At some point in the timeless interim between night and morning I had a conversation in the long disjointed hallway. The young woman asked how long I had been doing this work, and how I was able to do it without crying. The first question has an easy answer: five months. The second one is harder to quantify. In my usual life I cry at the drop of the proverbial hat. I cry at movies. Often I cry just listening to music that moves me. But when I'm doing chaplaincy work, I don't weep. I tap into something I can't quite name, and it strengthens and roots me. I still empathize; I still imagine how I would feel if I were the family member by the bedside. But I don't break.

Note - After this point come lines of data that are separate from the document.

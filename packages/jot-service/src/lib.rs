pub mod credentials;
pub mod notes;
pub mod repository;
pub mod tasks;
pub mod weather;

mod error;

pub use error::{Error, Result};

pub use credentials::CredentialKind;
pub use notes::{SaveNoteRequest, SaveNoteResponse, SuggestionOutcome};
pub use repository::Repository;
pub use tasks::ListTasksResponse;

use std::{future::Future, pin::Pin, sync::Arc};

use jot_config::{Config, SuggestionProviderConfig, WeatherProviderConfig};
use jot_providers::weather::WeatherReport;
use jot_storage::db::Db;

pub type BoxFuture<'a, T> = Pin<Box<dyn Future<Output = T> + Send + 'a>>;

pub const TASKS_KEY: &str = "jot.tasks";
pub const NOTES_KEY: &str = "jot.notes";
pub const SUGGESTION_CREDENTIAL_KEY: &str = "jot.credentials.suggestion";
pub const WEATHER_CREDENTIAL_KEY: &str = "jot.credentials.weather";

pub trait SuggestionProvider
where
	Self: Send + Sync,
{
	fn suggest<'a>(
		&'a self,
		cfg: &'a SuggestionProviderConfig,
		api_key: &'a str,
		text: &'a str,
	) -> BoxFuture<'a, jot_providers::Result<String>>;
}

pub trait WeatherProvider
where
	Self: Send + Sync,
{
	fn current_weather<'a>(
		&'a self,
		cfg: &'a WeatherProviderConfig,
		api_key: &'a str,
		city: &'a str,
	) -> BoxFuture<'a, jot_providers::Result<WeatherReport>>;
}

#[derive(Clone)]
pub struct Providers {
	pub suggestion: Arc<dyn SuggestionProvider>,
	pub weather: Arc<dyn WeatherProvider>,
}

/// Whether either stored collection had to be reset after failing to parse.
#[derive(Clone, Copy, Debug, Default, PartialEq, Eq)]
pub struct OpenReport {
	pub tasks_recovered: bool,
	pub notes_recovered: bool,
}

pub struct JotService {
	pub cfg: Config,
	pub db: Db,
	pub providers: Providers,
	pub(crate) tasks: Repository,
	pub(crate) notes: Repository,
}

struct DefaultProviders;

impl SuggestionProvider for DefaultProviders {
	fn suggest<'a>(
		&'a self,
		cfg: &'a SuggestionProviderConfig,
		api_key: &'a str,
		text: &'a str,
	) -> BoxFuture<'a, jot_providers::Result<String>> {
		Box::pin(jot_providers::suggestion::suggest(cfg, api_key, text))
	}
}

impl WeatherProvider for DefaultProviders {
	fn current_weather<'a>(
		&'a self,
		cfg: &'a WeatherProviderConfig,
		api_key: &'a str,
		city: &'a str,
	) -> BoxFuture<'a, jot_providers::Result<WeatherReport>> {
		Box::pin(jot_providers::weather::current_weather(cfg, api_key, city))
	}
}

impl Providers {
	pub fn new(suggestion: Arc<dyn SuggestionProvider>, weather: Arc<dyn WeatherProvider>) -> Self {
		Self { suggestion, weather }
	}
}

impl Default for Providers {
	fn default() -> Self {
		let provider = Arc::new(DefaultProviders);

		Self { suggestion: provider.clone(), weather: provider }
	}
}

impl JotService {
	/// Opens the store at the configured path, creating it on first use, and
	/// loads both collections.
	pub async fn open(cfg: Config) -> Result<(Self, OpenReport)> {
		let db = Db::connect(&cfg.storage.sqlite).await?;

		db.ensure_schema().await?;

		Self::with_providers(cfg, db, Providers::default()).await
	}

	/// Like [`JotService::open`] but with caller-supplied providers and an
	/// already-bootstrapped database.
	pub async fn with_providers(
		cfg: Config,
		db: Db,
		providers: Providers,
	) -> Result<(Self, OpenReport)> {
		let tasks = Repository::load(&db, TASKS_KEY).await?;
		let notes = Repository::load(&db, NOTES_KEY).await?;
		let report = OpenReport {
			tasks_recovered: tasks.recovered(),
			notes_recovered: notes.recovered(),
		};

		Ok((Self { cfg, db, providers, tasks, notes }, report))
	}
}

I don't know what it is, but I'm thankful for it.
It was strange and startling to feel the light in the hospital begin to shift as dawn broke. It was stranger still when the empty overnight halls filled back up with the bustle of daytime: doctors and nurses, orderlies and med students, administrators and visitors. At eight I ceded the on-call pager to the chief chaplaincy resident, and went to class. When I went back upstairs on my lunch break to check on the family, the day-shift nurses didn't know me.
At the end of the day I drove home. That night I got a long night's sleep, so physically I've recovered
from the all-nighter. Emotionally, though, I feel it has changed me in subtle ways that continue to reverberate. A little bit like my first (and to date
only)
experience with the chevra kadisha. That kind of vigil is awe-inspiring.
I think I understand now why so many people say CPE is the most valuable part of their seminary experience. The things I'm learning sound stilted and trite, put into words: how to offer company in times of fear or sorrow. How to witness something difficult. That illness and death provide doorways into holiness and grace. That we have obligations to those who leave, and even greater obligations to those they leave behind. That sometimes there is nothing we can do to ease one another's pain -- but doing that nothing can be the most important work in the world.